UChicago scientist receives prestigious award for innovative biophysics research

Prof. Margaret Gardel receives Sackler Prize for research on the forces in cells

Prof. Margaret Gardel was awarded the prestigious Raymond and Beverly Sackler International Prize in Biophysics, which recognizes distinguished scientists under age 45 who have made outstanding and fundamental contributions in their fields.

An international committee selected Gardel as one of the two 2020 awardees of the Sackler Prize, which promotes originality and excellence of research in the field of biophysics. Her work investigates how cells sense mechanical forces and respond to those forces with chemical activity.

“It’s great to be honored by colleagues,” said Gardel, the Horace B. Horton Professor of Physics and Molecular Engineering. “For me, it reflects the approaches that we’ve been building in my lab over the past 13 years to establish new biophysical tools to understand cell mechanics. I thank the University of Chicago for providing a supportive environment for our lab to be able to do this research.”

“Margaret has made significant contributions to the field of biophysics, and this recognition is well deserved,” said Matthew Tirrell, dean of the Pritzker School of Molecular Engineering. “I look forward to seeing how her innovative work continues to help us better understand how cellular organisms move and change shape, and how some of this work may provide insight into designing new synthetic materials.”

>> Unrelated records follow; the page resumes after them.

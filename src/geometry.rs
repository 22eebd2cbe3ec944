//! Frame geometry utilities: probing and resizing media assets.

use std::path::Path;

use image::RgbaImage;
use image::imageops::FilterType;

use crate::foundation::core::{Dims, FrameIndex};
use crate::foundation::error::{ReelError, ReelResult};
use crate::foundation::math::scale_round;
use crate::media::decode::{FfmpegFrameReader, FrameSource};
use crate::media::encode::{AudioInput, FfmpegSink, FfmpegSinkOpts, FrameSink, SinkConfig};
use crate::media::probe::MediaAsset;

/// Height that keeps `src_w:src_h` at `target_w`: `round(target_w * src_h / src_w)`, at least 1.
pub fn keep_aspect_height(src_w: u32, src_h: u32, target_w: u32) -> u32 {
    scale_round(target_w, src_h, src_w)
}

/// Resize `asset` to exactly `width x height` (aspect ratio not preserved) into `out_path`.
///
/// Frame rate and audio are carried over; the video is re-encoded.
#[tracing::instrument(skip(asset), fields(src = %asset.path.display()))]
pub fn resize(asset: &MediaAsset, width: u32, height: u32, out_path: &Path) -> ReelResult<MediaAsset> {
    let target = Dims::new(width, height)?;
    let fps = asset.info.video_fps()?;

    let mut reader = FfmpegFrameReader::open(&asset.path, Some(target))?;
    let mut sink = FfmpegSink::new(FfmpegSinkOpts::new(out_path));
    let audio = asset.info.has_audio.then(|| AudioInput {
        path: asset.path.clone(),
        max_duration_secs: None,
    });
    let frames = pump(
        &mut reader,
        &mut sink,
        SinkConfig {
            dims: target,
            fps,
            audio,
        },
    )?;
    tracing::info!(frames, %target, "resized video");

    MediaAsset::open(out_path)
}

/// Resize `asset` to `target_width`, deriving the height from the source aspect ratio.
pub fn resize_keep_aspect(
    asset: &MediaAsset,
    target_width: u32,
    out_path: &Path,
) -> ReelResult<MediaAsset> {
    if target_width == 0 {
        return Err(ReelError::validation("resize target width must be non-zero"));
    }
    let height = keep_aspect_height(asset.info.width, asset.info.height, target_width);
    resize(asset, target_width, height, out_path)
}

/// Stretch `frame` to `dims` unless it already has that size.
pub(crate) fn fit_frame(frame: RgbaImage, dims: Dims) -> RgbaImage {
    if frame.width() == dims.width && frame.height() == dims.height {
        frame
    } else {
        image::imageops::resize(&frame, dims.width, dims.height, FilterType::Triangle)
    }
}

/// Copy every frame of `source` into `sink`, returning the number of frames written.
pub(crate) fn pump(
    source: &mut dyn FrameSource,
    sink: &mut dyn FrameSink,
    cfg: SinkConfig,
) -> ReelResult<u64> {
    sink.begin(cfg)?;
    let mut idx = 0u64;
    while let Some(frame) = source.next_frame()? {
        sink.push_frame(FrameIndex(idx), &frame)?;
        idx += 1;
    }
    sink.end()?;
    Ok(idx)
}

#[cfg(test)]
#[path = "../tests/unit/geometry.rs"]
mod tests;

For example, one of Gardel’s recent studies re-created how cells divide—outside a cell.

“The mechanisms that allow organisms to move and change shape are inherent to life, and they are all underlaid by physics,” said Gardel, who directs the NSF-funded Material Research Science and Engineering Center. “But despite how central they are for our understanding of biology, a great deal of these remain poorly understood.”

The Raymond and Beverly Sackler International Prize in Biophysics is administered by Tel Aviv University. It was established to encourage dedication to science, originality and excellence. This year an amount of $50,000 will be shared equally between Gardel and Prof. Robert Best from the National Institutes of Health.